Traditional wildfire prediction systems, such as the Canadian Fire Weather Index (FWI) and statistical models, often rely on expert knowledge and linear assumptions. These methods struggle to capture the complex, nonlinear, and high-dimensional interactions between meteorological, topographical, and biological variables that drive wildfire behavior. The emergence of data-driven approaches—particularly machine learning (ML) and deep learning (DL) techniques—offers powerful tools capable of learning intricate patterns from multi-source environmental data. ML/DL algorithms are now increasingly applied to fire detection, forecasting, weather monitoring, and risk mapping.

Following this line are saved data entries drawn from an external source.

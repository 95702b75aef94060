//! Apparent ecliptic longitude of the sun.
//!
//! Truncated periodic series from 長沢 工 (1999) 『日の出・日の入りの計算』.
//! Good to well under a day around the equinoxes for several centuries
//! either side of J2000, which is all the equinox search needs.

use std::f64::consts::PI;

use chrono::{DateTime, TimeZone};

/// Unix timestamp of J2000.0 (2000-01-01 12:00:00 UTC).
const J2000_UNIX_SECONDS: i64 = 946_728_000;

/// TAI - UTC, frozen at its 2015-08 value.
const TAI_MINUS_UTC_SECONDS: i64 = 36;

const TT_MINUS_TAI_SECONDS: i64 = 32;

const SECONDS_PER_JULIAN_YEAR: f64 = ((365 * 24 + 6) * 60 * 60) as f64;

/// `(amplitude, phase, rate)` in degrees, degrees and degrees per julian year.
const SUN_LONGITUDE_TERMS: [(f64, f64, f64); 18] = [
    (0.0200, 355.05, 719.981),
    (0.0048, 234.95, 19.341),
    (0.0020, 247.1, 329.64),
    (0.0018, 297.8, 4452.67),
    (0.0018, 251.3, 0.20),
    (0.0015, 343.2, 450.37),
    (0.0013, 81.4, 225.18),
    (0.0008, 132.5, 659.29),
    (0.0007, 153.3, 90.38),
    (0.0007, 206.8, 30.35),
    (0.0006, 29.8, 337.18),
    (0.0005, 207.4, 1.50),
    (0.0005, 291.2, 22.81),
    (0.0004, 234.9, 315.56),
    (0.0004, 157.3, 299.30),
    (0.0004, 21.1, 720.02),
    (0.0003, 352.5, 1079.97),
    (0.0003, 329.7, 44.43),
];

/// Julian years elapsed since J2000.0 in Terrestrial Time.
#[derive(Clone, Copy, Debug, PartialEq, PartialOrd)]
pub struct JulianYear(f64);

impl JulianYear {
    pub fn new(value: f64) -> JulianYear {
        JulianYear(value)
    }

    /// Converts a civil instant (UTC based) into julian years of TT.
    pub fn from_datetime<Tz: TimeZone>(t: &DateTime<Tz>) -> JulianYear {
        let elapsed = t.timestamp() - J2000_UNIX_SECONDS
            + TAI_MINUS_UTC_SECONDS
            + TT_MINUS_TAI_SECONDS;
        JulianYear(elapsed as f64 / SECONDS_PER_JULIAN_YEAR)
    }

    pub fn value(&self) -> f64 {
        self.0
    }
}

/// Sun's apparent ecliptic longitude in degrees, within `[0, 360)`.
///
/// Each term is folded back into range as soon as it is added so the
/// trigonometric arguments never grow large.
pub fn sun_longitude(jy: JulianYear) -> f64 {
    let t = jy.value();
    let mut l = normalize_degree(360.00769 * t);
    l = normalize_degree(l + 280.4603);
    l = normalize_degree(l + (1.9146 - 0.00005 * t) * sin_degree(357.538 + 359.991 * t));
    for (amplitude, phase, rate) in SUN_LONGITUDE_TERMS {
        l = normalize_degree(l + amplitude * sin_degree(phase + rate * t));
    }
    l
}

/// Sun longitude at the given instant.
pub fn sun_longitude_at<Tz: TimeZone>(t: &DateTime<Tz>) -> f64 {
    sun_longitude(JulianYear::from_datetime(t))
}

#[inline]
fn sin_degree(x: f64) -> f64 {
    (x / 180.0 * PI).sin()
}

/// Folds an angle into `[0, 360)`.
#[inline]
pub fn normalize_degree(x: f64) -> f64 {
    let r = x % 360.0;
    if r < 0.0 {
        // -1e-14 % 360 + 360 rounds to 360.0
        let wrapped = r + 360.0;
        if wrapped >= 360.0 { 0.0 } else { wrapped }
    } else {
        r
    }
}

#[cfg(test)]
mod tests {
    use super::*;
    use approx::assert_abs_diff_eq;
    use chrono::{FixedOffset, Utc};

    fn jst() -> FixedOffset {
        FixedOffset::east_opt(9 * 3600).unwrap()
    }

    #[test]
    fn normalize_wraps_both_directions() {
        assert_abs_diff_eq!(normalize_degree(370.0), 10.0, epsilon = 1e-12);
        assert_abs_diff_eq!(normalize_degree(-10.0), 350.0, epsilon = 1e-12);
        assert_abs_diff_eq!(normalize_degree(720.0), 0.0, epsilon = 1e-12);
        assert_eq!(normalize_degree(-1e-14), 0.0);
    }

    #[test]
    fn julian_year_at_epoch_is_terrestrial_offset() {
        let epoch = Utc.with_ymd_and_hms(2000, 1, 1, 12, 0, 0).unwrap();
        let jy = JulianYear::from_datetime(&epoch);
        assert_abs_diff_eq!(jy.value(), 68.0 / SECONDS_PER_JULIAN_YEAR, epsilon = 1e-15);
    }

    #[test]
    fn longitude_at_epoch() {
        let epoch = Utc.with_ymd_and_hms(2000, 1, 1, 12, 0, 0).unwrap();
        assert_abs_diff_eq!(sun_longitude_at(&epoch), 280.368_885_506, epsilon = 1e-6);
    }

    #[test]
    fn longitude_brackets_vernal_equinox_2024() {
        let before = jst().with_ymd_and_hms(2024, 3, 20, 0, 0, 0).unwrap();
        let after = jst().with_ymd_and_hms(2024, 3, 21, 0, 0, 0).unwrap();
        assert_abs_diff_eq!(sun_longitude_at(&before), 359.498_677_013, epsilon = 1e-6);
        assert_abs_diff_eq!(sun_longitude_at(&after), 0.492_139_542, epsilon = 1e-6);
    }

    #[test]
    fn longitude_brackets_autumnal_equinox_2023() {
        let before = jst().with_ymd_and_hms(2023, 9, 23, 0, 0, 0).unwrap();
        let after = jst().with_ymd_and_hms(2023, 9, 24, 0, 0, 0).unwrap();
        assert!(sun_longitude_at(&before) < 180.0);
        assert!(sun_longitude_at(&after) >= 180.0);
    }

    #[test]
    fn same_instant_in_any_zone_gives_same_longitude() {
        let in_jst = jst().with_ymd_and_hms(2030, 6, 1, 9, 0, 0).unwrap();
        let in_utc = Utc.with_ymd_and_hms(2030, 6, 1, 0, 0, 0).unwrap();
        assert_eq!(sun_longitude_at(&in_jst), sun_longitude_at(&in_utc));
    }
}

Despite their potential, several limitations hinder the operational use of ML in wildfire prediction. These include the scarcity of high-resolution and reliable datasets, challenges in model interpretability, and difficulties in ensuring generalization across diverse geographic regions. In British Columbia (BC), where vast forests and diverse climates make wildfire management especially complex, these limitations are compounded by inconsistent data collection and limited integration across sources.
The present study is motivated by the urgent need for more accurate and interpretable wildfire prediction systems in BC, particularly in light of recent catastrophic fire seasons. In 2023, Canada experienced its most destructive wildfire year on record, with over 17 million hectares burned. In response, national initiatives have been launched to integrate AI and ML into fire risk assessment and resource allocation. This research contributes to those efforts by developing a comprehensive ML-based framework tailored to BC’s specific environmental conditions.

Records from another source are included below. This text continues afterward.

use std::io::BufRead;

use chrono::NaiveDate;

use crate::holiday::Holiday;
use crate::loader::loadererror::LoaderError;

fn parse_row(row: &str) -> Option<Holiday> {
    let (date, name) = row.split_once(',')?;
    let name = name.trim();
    if name.is_empty() {
        return None;
    }
    let date = NaiveDate::parse_from_str(date.trim(), "%Y/%m/%d").ok()?;
    Some(Holiday::new(date, name))
}

/// Reads the Cabinet Office holiday list (`国民の祝日・休日月日,国民の祝日・休日名称`
/// header, then `YYYY/M/D,name` rows) and returns it sorted by date.
///
/// The input must already be decoded to UTF-8. Blank lines are skipped.
pub fn parse_syukujitsu_csv<R: BufRead>(reader: R) -> Result<Vec<Holiday>, LoaderError> {
    let mut holidays = Vec::new();
    for (index, line) in reader.lines().enumerate().skip(1) {
        let line = line?;
        let row = line.trim_end_matches('\r');
        if row.trim().is_empty() {
            continue;
        }
        let holiday = parse_row(row).ok_or_else(|| LoaderError::MalformedRow {
            line: index + 1,
            row: row.to_owned()
        })?;
        holidays.push(holiday);
    }
    holidays.sort_by_key(|h| h.date());
    Ok(holidays)
}

#[cfg(test)]
mod tests {
    use super::*;

    const HEADER: &str = "国民の祝日・休日月日,国民の祝日・休日名称\r\n";

    #[test]
    fn normalises_and_sorts() {
        let csv = format!("{HEADER}2023/1/2,休日\r\n2023/1/1,元日\r\n\r\n1955/1/15,成人の日\r\n");
        let holidays = parse_syukujitsu_csv(csv.as_bytes()).unwrap();
        let rendered: Vec<String> = holidays.iter().map(|h| h.to_string()).collect();
        assert_eq!(rendered, vec!["1955-01-15 成人の日", "2023-01-01 元日", "2023-01-02 休日"]);
    }

    #[test]
    fn reports_line_of_bad_row() {
        let csv = format!("{HEADER}2023/1/1,元日\n2023/13/1,x\n");
        match parse_syukujitsu_csv(csv.as_bytes()) {
            Err(LoaderError::MalformedRow { line, row }) => {
                assert_eq!(line, 3);
                assert_eq!(row, "2023/13/1,x");
            }
            other => panic!("unexpected result: {other:?}")
        }
    }

    #[test]
    fn missing_name_is_malformed() {
        let csv = format!("{HEADER}2023/1/1,\n");
        assert!(matches!(
            parse_syukujitsu_csv(csv.as_bytes()),
            Err(LoaderError::MalformedRow { line: 2, .. })
        ));
    }

    #[test]
    fn header_only_is_empty() {
        assert!(parse_syukujitsu_csv(HEADER.as_bytes()).unwrap().is_empty());
    }
}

The primary objective is to build and evaluate a high-performance wildfire prediction system that uses ML techniques and addresses critical challenges such as data imbalance, model transparency, and regional scalability. The framework involves integrating meteorological, geospatial, and fire incident data, applying advanced feature selection methods, and benchmarking the performance of various ML/DL models—including Random Forest, XGBoost, LightGBM, CatBoost, and RNN + LSTM.

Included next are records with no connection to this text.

use std::sync::Arc;

use chrono::{Datelike, NaiveDate};
use serde::{Deserialize, Serialize};
use tracing::debug;

use crate::holiday::Holiday;
use crate::time::calendar::calendarerror::CalendarError;
use crate::time::calendar::holidaycalculator::HolidayCalculator;
use crate::time::calendar::holidaycalendar::HolidayCalendar;
use crate::time::calendar::statictable::StaticHolidayTable;
use crate::time::utility::is_valid_month;

/// Which years the lookup engine answers for.
#[derive(PartialEq, Eq, Clone, Copy, Debug, Default, Serialize, Deserialize)]
pub enum Coverage {
    /// Only the static table's years; anything else is not a holiday.
    #[default]
    StaticTableOnly,
    /// Years after the static table's last year are calculated from the
    /// rules. Years before its first year stay uncovered.
    ExtendWithRules
}

/// The lookup engine: the static table is authoritative for the years it
/// covers, the calculator optionally answers for later years.
#[derive(Clone, Debug)]
pub struct JapanHolidayCalendar {
    table: Arc<StaticHolidayTable>,
    calculator: Arc<HolidayCalculator>,
    coverage: Coverage
}

impl JapanHolidayCalendar {
    pub fn new(
        table: Arc<StaticHolidayTable>,
        calculator: Arc<HolidayCalculator>,
        coverage: Coverage
    ) -> JapanHolidayCalendar {
        JapanHolidayCalendar { table, calculator, coverage }
    }

    /// Embedded data, static table only.
    pub fn builtin() -> JapanHolidayCalendar {
        JapanHolidayCalendar::new(StaticHolidayTable::builtin(), HolidayCalculator::builtin(), Coverage::default())
    }

    pub fn table(&self) -> &StaticHolidayTable {
        &self.table
    }

    pub fn calculator(&self) -> &HolidayCalculator {
        &self.calculator
    }

    pub fn coverage(&self) -> Coverage {
        self.coverage
    }

    #[inline]
    fn is_calculated(&self, year: i32) -> bool {
        let calculated = self.coverage == Coverage::ExtendWithRules && year > self.table.end_year();
        if calculated {
            debug!(year, "year beyond static table, calculating from rules");
        }
        calculated
    }
}

impl HolidayCalendar for JapanHolidayCalendar {
    fn find_holiday(&self, d: NaiveDate) -> Result<Option<Holiday>, CalendarError> {
        if self.is_calculated(d.year()) {
            self.calculator.find_holiday(d)
        } else {
            Ok(self.table.find(d).cloned())
        }
    }

    fn holidays_in_month(&self, year: i32, month: u32) -> Result<Vec<Holiday>, CalendarError> {
        if !is_valid_month(month) {
            return Err(CalendarError::InvalidMonth(month));
        }
        if self.is_calculated(year) {
            self.calculator.calculate_month(year, month)
        } else {
            Ok(self.table.month_slice(year, month).to_vec())
        }
    }

    fn holidays_in_year(&self, year: i32) -> Result<Vec<Holiday>, CalendarError> {
        if self.is_calculated(year) {
            self.calculator.calculate_year(year)
        } else {
            Ok(self.table.year_slice(year).to_vec())
        }
    }
}

#[cfg(test)]
mod tests {
    use super::*;

    use crate::time::rangeofdates::RangeOfDates;

    fn date(y: i32, m: u32, d: u32) -> NaiveDate {
        NaiveDate::from_ymd_opt(y, m, d).unwrap()
    }

    fn extended() -> JapanHolidayCalendar {
        JapanHolidayCalendar::new(
            StaticHolidayTable::builtin(),
            HolidayCalculator::builtin(),
            Coverage::ExtendWithRules
        )
    }

    #[test]
    fn olympic_mountain_day() {
        let calendar = JapanHolidayCalendar::builtin();
        let holiday = calendar.find_holiday(date(2021, 8, 8)).unwrap().unwrap();
        assert_eq!(holiday.name(), "山の日");
        assert_eq!(calendar.find_holiday(date(2021, 8, 11)).unwrap(), None);
    }

    #[test]
    fn january_2023_keeps_recorded_substitute() {
        let calendar = JapanHolidayCalendar::builtin();
        let january = calendar.holidays_in_month(2023, 1).unwrap();
        assert_eq!(
            january,
            vec![
                Holiday::new(date(2023, 1, 1), "元日"),
                Holiday::new(date(2023, 1, 2), "休日"),
                Holiday::new(date(2023, 1, 9), "成人の日"),
            ]
        );
    }

    #[test]
    fn before_coverage_is_not_found() {
        assert_eq!(JapanHolidayCalendar::builtin().find_holiday(date(1950, 1, 1)).unwrap(), None);
        assert_eq!(extended().find_holiday(date(1950, 1, 1)).unwrap(), None);
        assert!(extended().holidays_in_year(1950).unwrap().is_empty());
    }

    #[test]
    fn static_only_ignores_later_years() {
        let calendar = JapanHolidayCalendar::builtin();
        assert_eq!(calendar.find_holiday(date(2030, 1, 1)).unwrap(), None);
        assert!(calendar.holidays_in_year(2030).unwrap().is_empty());
    }

    #[test]
    fn extension_calculates_later_years() {
        let calendar = extended();
        let new_year = calendar.find_holiday(date(2030, 1, 1)).unwrap().unwrap();
        assert_eq!(new_year.name(), "元日");
        let march = calendar.holidays_in_month(2030, 3).unwrap();
        assert_eq!(march, vec![Holiday::new(date(2030, 3, 20), "春分の日")]);
    }

    #[test]
    fn extension_leaves_table_years_alone() {
        // Calculated years lack substitutes; table years must keep them.
        let calendar = extended();
        assert_eq!(calendar.find_holiday(date(2026, 9, 22)).unwrap().unwrap().name(), "休日");
    }

    #[test]
    fn range_spans_table_and_calculation() {
        let calendar = extended();
        let range = RangeOfDates::new(date(2027, 12, 1), date(2028, 1, 31));
        let holidays = calendar.holidays_between(&range).unwrap();
        let dates: Vec<NaiveDate> = holidays.iter().map(|h| h.date()).collect();
        assert_eq!(dates, vec![date(2028, 1, 1), date(2028, 1, 10)]);
    }

    #[test]
    fn business_days_skip_holidays_and_weekends() {
        let calendar = JapanHolidayCalendar::builtin();
        // Golden week 2025: 05-03 Sat to 05-06 Tue (substitute day).
        assert!(!calendar.is_business_day(date(2025, 5, 6)).unwrap());
        assert_eq!(calendar.next_business_day(date(2025, 5, 2)).unwrap(), date(2025, 5, 7));
        assert_eq!(calendar.previous_business_day(date(2025, 5, 7)).unwrap(), date(2025, 5, 2));
        assert_eq!(calendar.shift_n_business_day(date(2025, 5, 2), 0).unwrap(), date(2025, 5, 2));
    }

    #[test]
    fn last_representable_year_does_not_overflow() {
        let calendar = JapanHolidayCalendar::builtin();
        assert_eq!(calendar.holidays_in_year(i32::MAX), Ok(vec![]));
        assert_eq!(calendar.holidays_in_month(i32::MAX, 12), Ok(vec![]));

        // No calendar date exists in that year, so rules yield nothing and
        // the equinox cannot be located.
        let calendar = extended();
        assert_eq!(calendar.holidays_in_month(i32::MAX, 12), Ok(vec![]));
        assert_eq!(
            calendar.holidays_in_year(i32::MAX),
            Err(CalendarError::EquinoxUnresolved { year: i32::MAX, month: 3 })
        );
    }

    #[test]
    fn shifting_past_the_calendar_limits_is_an_error() {
        let calendar = JapanHolidayCalendar::builtin();
        assert_eq!(
            calendar.next_business_day(NaiveDate::MAX),
            Err(CalendarError::DateOutOfRange(NaiveDate::MAX))
        );
        assert_eq!(
            calendar.previous_business_day(NaiveDate::MIN),
            Err(CalendarError::DateOutOfRange(NaiveDate::MIN))
        );
    }

    #[test]
    fn invalid_month_is_rejected() {
        assert_eq!(
            JapanHolidayCalendar::builtin().holidays_in_month(2023, 0),
            Err(CalendarError::InvalidMonth(0))
        );
    }
}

Wildfires have become an increasingly pressing global concern, driven by rising temperatures, prolonged droughts, and heightened climate variability [
1]. In Canada—particularly in British Columbia (BC)—wildfires have grown in frequency, scale, and intensity, causing severe environmental, economic, and societal impacts [
2]. Accurate and timely prediction is therefore essential for informing early warning systems, optimizing emergency response, and supporting resource management strategies.
Despite substantial advances in wildfire modeling, existing studies often remain limited to small-scale regions or rely on coarse-resolution datasets, which restrict their operational applicability. This study distinguishes itself by developing a high-resolution, province-wide wildfire dataset for British Columbia, integrating over 3.6 million spatiotemporal records from multiple authoritative sources, including CWFIS, ERA5, FIRMS, and the British Columbia Wildfire Management Branch. In addition, the work presents a systematic comparison of six feature selection techniques and five machine learning and deep learning models, enabling a rigorous assessment of model performance and interpretability. By framing the results within the context of Canadian wildfire management, the research provides a scalable and data-driven decision-support framework designed to enhance both predictive capability and operational readiness for wildfire risk monitoring.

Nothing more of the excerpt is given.